[Records drawn from a dataset]
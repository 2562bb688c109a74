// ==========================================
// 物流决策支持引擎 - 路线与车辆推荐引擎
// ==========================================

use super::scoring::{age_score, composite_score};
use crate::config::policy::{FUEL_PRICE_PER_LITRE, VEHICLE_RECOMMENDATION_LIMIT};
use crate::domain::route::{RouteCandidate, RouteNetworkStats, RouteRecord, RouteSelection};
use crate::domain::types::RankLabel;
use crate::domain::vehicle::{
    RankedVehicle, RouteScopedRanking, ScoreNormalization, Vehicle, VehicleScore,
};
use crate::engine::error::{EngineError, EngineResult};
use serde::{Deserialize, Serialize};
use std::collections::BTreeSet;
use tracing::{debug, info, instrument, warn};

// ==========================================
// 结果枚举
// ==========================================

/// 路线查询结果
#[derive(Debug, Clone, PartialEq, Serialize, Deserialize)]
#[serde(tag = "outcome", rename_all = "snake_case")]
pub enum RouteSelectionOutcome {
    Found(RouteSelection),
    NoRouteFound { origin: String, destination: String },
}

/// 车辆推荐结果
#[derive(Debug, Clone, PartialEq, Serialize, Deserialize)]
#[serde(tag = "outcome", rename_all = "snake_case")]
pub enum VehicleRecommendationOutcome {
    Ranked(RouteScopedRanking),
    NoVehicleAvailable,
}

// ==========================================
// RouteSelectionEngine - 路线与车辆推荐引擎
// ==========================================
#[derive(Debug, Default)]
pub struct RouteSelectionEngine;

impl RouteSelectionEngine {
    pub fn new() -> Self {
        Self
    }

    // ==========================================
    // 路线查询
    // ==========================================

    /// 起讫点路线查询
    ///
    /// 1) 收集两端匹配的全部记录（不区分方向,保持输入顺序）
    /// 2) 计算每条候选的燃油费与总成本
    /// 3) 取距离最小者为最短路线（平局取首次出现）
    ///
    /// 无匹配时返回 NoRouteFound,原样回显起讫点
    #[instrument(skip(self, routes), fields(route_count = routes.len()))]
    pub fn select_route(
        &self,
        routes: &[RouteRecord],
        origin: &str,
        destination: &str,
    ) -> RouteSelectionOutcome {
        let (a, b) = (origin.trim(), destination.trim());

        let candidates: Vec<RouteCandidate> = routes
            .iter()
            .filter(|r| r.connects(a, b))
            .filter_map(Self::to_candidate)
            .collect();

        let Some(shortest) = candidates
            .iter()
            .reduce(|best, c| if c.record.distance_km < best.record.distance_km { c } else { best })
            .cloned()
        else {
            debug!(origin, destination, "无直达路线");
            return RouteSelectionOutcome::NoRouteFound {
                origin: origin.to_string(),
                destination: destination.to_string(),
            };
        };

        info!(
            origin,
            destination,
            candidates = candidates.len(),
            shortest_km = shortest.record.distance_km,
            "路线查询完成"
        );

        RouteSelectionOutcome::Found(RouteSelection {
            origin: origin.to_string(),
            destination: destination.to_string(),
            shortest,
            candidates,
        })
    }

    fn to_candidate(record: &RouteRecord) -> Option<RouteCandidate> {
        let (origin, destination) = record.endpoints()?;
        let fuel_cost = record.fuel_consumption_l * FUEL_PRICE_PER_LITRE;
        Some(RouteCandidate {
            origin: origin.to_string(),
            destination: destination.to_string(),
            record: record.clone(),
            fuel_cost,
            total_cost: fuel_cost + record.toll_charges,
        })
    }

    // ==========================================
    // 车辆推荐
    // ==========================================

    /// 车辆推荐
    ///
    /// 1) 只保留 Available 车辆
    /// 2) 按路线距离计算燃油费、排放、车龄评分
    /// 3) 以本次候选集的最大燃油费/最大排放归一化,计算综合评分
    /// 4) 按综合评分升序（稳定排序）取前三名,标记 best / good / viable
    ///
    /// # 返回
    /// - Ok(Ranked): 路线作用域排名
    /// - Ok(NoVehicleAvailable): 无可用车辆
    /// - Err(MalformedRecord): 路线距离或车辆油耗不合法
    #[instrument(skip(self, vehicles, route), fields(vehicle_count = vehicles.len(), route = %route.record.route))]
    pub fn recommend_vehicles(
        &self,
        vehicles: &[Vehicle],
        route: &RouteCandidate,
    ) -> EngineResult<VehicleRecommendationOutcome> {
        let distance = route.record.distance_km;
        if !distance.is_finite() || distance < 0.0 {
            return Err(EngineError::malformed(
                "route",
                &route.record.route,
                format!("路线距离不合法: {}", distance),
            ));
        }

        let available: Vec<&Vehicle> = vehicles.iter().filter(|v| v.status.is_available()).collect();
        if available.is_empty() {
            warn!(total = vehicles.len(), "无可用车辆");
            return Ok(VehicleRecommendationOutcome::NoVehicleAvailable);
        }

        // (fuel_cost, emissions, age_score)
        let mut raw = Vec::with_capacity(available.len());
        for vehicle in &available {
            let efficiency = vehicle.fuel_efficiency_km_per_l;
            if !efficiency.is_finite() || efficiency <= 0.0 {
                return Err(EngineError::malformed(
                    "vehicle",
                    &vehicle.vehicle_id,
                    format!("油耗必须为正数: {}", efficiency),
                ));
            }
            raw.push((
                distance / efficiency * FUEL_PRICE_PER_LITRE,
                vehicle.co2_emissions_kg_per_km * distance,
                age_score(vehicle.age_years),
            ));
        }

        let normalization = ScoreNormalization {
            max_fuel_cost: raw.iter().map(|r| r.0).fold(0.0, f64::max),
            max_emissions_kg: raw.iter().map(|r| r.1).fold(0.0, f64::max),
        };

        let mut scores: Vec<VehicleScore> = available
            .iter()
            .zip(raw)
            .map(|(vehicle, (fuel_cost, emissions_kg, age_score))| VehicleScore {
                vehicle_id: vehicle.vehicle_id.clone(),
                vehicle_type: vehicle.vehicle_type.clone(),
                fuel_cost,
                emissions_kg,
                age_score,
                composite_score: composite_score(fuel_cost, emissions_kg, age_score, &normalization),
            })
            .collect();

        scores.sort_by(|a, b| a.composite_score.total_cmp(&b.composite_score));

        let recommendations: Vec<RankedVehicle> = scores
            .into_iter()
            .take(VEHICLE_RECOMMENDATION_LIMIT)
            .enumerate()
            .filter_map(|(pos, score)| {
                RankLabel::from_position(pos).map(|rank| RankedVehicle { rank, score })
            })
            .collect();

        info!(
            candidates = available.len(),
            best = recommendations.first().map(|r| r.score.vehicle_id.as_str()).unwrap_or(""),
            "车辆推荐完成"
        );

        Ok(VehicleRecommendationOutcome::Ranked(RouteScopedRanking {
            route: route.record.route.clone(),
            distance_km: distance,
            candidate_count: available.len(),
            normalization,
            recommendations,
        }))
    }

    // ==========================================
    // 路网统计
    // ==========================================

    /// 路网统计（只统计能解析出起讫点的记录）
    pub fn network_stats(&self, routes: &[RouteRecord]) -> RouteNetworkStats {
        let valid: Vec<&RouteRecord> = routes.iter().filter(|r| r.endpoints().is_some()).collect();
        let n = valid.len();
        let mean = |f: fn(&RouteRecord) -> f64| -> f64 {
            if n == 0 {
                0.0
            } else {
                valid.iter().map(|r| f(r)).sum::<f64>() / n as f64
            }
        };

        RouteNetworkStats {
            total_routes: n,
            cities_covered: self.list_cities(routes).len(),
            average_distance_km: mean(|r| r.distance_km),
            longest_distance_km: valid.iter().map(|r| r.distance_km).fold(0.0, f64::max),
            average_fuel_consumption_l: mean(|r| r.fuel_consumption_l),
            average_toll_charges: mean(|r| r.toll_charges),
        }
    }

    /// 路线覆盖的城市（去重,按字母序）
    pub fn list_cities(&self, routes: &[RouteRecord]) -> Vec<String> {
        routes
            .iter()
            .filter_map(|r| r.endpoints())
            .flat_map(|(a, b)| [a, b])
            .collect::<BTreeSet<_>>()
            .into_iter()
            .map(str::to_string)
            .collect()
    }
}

=== Your assignment ===
In the entries above, find every line holding the word "mean" and copy it out.

=== Solved exercise ===
        let mean = |f: fn(&RouteRecord) -> f64| -> f64 {
            average_distance_km: mean(|r| r.distance_km),
            average_fuel_consumption_l: mean(|r| r.fuel_consumption_l),
            average_toll_charges: mean(|r| r.toll_charges),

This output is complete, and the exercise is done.